▸ **Action item**: From the listing, collect all lines containing the word "diff".

+ + +

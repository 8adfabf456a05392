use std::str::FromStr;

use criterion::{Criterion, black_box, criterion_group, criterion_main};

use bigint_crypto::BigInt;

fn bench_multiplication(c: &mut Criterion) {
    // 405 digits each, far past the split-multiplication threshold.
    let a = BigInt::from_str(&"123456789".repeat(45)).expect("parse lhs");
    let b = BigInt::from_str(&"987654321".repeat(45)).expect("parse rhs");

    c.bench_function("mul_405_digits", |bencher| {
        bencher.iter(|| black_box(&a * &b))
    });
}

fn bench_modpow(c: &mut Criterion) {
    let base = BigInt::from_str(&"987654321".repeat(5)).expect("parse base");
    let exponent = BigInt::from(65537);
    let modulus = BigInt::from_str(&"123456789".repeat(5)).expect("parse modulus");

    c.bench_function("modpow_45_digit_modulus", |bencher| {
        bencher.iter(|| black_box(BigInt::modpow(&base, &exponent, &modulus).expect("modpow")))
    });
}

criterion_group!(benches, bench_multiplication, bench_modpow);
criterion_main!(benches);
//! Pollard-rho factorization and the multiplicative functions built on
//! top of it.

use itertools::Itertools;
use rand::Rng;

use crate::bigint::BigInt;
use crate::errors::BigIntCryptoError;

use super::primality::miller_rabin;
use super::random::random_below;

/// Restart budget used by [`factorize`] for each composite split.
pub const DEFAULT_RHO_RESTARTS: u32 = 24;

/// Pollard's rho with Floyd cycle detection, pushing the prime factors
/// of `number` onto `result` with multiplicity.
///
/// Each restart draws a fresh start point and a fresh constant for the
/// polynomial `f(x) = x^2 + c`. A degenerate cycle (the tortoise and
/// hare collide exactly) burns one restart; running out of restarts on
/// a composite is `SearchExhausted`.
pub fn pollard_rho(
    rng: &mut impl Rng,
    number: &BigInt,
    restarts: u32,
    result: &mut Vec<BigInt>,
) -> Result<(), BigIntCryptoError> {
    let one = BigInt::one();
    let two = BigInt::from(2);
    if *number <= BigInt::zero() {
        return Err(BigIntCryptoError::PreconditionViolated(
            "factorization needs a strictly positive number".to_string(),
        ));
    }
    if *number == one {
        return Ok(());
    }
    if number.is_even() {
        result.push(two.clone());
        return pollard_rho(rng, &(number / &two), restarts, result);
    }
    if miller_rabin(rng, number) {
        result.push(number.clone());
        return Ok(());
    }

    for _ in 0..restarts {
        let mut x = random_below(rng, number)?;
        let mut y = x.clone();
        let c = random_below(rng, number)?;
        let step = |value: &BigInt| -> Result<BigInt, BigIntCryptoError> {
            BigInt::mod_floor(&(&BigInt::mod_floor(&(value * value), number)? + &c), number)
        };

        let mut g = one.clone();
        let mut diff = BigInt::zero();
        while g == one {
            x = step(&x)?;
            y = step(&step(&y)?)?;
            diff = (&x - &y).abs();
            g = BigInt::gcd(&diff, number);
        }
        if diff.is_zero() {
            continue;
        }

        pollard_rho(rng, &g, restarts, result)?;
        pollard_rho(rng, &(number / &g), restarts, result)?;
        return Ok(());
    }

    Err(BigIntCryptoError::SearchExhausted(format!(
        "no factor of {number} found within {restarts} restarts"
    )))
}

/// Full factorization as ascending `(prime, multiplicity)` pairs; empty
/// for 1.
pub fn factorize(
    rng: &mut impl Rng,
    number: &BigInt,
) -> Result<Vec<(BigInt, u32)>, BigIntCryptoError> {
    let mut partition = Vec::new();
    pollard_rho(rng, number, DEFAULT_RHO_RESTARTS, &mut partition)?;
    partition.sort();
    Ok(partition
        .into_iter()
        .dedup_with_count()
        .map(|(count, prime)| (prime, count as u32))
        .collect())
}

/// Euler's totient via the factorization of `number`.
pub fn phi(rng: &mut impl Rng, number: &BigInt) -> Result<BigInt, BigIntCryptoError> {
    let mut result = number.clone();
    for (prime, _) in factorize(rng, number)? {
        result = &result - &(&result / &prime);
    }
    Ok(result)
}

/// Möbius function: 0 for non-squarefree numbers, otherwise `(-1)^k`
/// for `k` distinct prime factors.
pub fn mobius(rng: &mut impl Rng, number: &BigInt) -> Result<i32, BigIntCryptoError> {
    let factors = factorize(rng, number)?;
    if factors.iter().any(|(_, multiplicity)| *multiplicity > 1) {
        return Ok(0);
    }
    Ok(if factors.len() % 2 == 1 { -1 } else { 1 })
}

+ + +

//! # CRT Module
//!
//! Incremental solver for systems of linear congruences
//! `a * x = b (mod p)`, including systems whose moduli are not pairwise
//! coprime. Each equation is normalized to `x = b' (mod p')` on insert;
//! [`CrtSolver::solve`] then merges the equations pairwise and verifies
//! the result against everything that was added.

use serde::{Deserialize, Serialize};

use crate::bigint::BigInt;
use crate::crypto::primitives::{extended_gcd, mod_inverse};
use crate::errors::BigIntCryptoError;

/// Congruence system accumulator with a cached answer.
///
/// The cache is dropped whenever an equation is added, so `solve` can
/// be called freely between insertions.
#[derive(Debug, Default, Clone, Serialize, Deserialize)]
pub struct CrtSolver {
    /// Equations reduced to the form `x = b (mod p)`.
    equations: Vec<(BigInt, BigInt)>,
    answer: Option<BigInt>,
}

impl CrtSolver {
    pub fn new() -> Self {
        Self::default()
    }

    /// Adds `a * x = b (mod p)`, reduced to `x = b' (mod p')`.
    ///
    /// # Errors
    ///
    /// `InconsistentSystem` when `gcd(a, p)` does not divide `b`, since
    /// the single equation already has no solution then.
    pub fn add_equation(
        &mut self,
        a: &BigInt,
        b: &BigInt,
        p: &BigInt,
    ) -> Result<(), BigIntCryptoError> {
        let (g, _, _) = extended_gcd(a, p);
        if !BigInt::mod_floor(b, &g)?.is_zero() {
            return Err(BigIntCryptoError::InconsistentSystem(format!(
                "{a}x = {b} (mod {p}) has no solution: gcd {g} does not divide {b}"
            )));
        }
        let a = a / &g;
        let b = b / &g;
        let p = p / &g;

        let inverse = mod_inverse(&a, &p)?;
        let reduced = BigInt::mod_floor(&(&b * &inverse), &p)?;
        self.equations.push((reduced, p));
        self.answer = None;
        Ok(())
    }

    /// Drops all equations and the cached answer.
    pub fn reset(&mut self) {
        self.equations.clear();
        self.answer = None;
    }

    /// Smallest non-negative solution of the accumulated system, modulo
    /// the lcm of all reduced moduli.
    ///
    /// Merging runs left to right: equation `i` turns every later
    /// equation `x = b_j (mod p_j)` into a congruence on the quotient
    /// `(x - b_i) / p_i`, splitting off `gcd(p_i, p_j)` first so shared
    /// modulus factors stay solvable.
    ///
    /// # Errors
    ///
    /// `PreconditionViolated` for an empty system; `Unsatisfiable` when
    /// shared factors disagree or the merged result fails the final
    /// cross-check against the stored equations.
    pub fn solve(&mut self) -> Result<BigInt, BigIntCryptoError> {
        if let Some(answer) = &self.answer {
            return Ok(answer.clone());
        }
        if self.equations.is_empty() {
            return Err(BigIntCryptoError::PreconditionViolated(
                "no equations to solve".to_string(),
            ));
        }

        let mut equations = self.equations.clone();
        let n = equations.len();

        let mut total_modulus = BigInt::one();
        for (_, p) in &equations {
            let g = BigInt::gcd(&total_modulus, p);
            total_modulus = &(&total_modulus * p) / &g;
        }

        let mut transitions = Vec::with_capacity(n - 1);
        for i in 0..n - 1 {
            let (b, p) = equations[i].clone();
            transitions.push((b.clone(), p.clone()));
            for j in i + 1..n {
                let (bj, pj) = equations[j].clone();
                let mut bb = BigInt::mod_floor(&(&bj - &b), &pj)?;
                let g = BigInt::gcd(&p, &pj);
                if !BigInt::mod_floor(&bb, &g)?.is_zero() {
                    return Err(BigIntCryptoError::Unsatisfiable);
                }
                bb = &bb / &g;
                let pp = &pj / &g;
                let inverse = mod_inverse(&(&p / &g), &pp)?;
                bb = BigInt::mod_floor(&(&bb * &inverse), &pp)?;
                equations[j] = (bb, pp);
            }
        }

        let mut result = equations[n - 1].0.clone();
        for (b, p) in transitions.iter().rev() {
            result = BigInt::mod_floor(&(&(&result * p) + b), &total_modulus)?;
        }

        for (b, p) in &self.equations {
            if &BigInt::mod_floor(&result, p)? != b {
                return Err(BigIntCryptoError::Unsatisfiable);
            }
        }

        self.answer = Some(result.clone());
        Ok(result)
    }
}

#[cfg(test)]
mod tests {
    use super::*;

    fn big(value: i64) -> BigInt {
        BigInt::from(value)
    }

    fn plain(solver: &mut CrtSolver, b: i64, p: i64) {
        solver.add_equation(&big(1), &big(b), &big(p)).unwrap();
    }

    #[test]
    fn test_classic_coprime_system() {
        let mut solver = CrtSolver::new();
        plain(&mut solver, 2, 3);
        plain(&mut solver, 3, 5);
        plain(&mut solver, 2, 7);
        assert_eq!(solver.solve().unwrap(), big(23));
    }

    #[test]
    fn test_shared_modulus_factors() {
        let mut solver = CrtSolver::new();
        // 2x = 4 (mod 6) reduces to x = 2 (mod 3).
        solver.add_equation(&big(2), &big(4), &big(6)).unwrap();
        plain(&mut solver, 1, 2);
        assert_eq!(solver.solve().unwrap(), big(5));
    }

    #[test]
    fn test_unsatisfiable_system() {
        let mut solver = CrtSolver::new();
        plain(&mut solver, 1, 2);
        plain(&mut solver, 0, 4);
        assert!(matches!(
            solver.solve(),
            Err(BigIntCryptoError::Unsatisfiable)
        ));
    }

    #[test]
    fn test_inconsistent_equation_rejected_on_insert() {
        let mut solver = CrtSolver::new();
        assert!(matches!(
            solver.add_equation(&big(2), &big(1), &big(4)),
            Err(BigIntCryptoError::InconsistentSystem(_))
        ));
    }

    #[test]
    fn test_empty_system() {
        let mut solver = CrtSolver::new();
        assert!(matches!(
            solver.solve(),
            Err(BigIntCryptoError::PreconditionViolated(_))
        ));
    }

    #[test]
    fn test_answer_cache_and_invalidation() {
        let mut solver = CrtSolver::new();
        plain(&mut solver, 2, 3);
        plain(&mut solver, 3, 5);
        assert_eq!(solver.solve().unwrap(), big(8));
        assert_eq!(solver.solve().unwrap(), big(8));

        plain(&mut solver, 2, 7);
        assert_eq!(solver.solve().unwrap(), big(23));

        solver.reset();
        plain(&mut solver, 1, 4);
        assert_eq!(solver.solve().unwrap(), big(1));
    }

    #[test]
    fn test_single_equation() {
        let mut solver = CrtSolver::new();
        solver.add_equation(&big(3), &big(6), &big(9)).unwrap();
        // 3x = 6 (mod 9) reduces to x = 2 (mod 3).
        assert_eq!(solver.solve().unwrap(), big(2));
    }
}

+ + +

▸ **Result of the exercise**:
        let mut diff = BigInt::zero();
            diff = (&x - &y).abs();
            g = BigInt::gcd(&diff, number);
        if diff.is_zero() {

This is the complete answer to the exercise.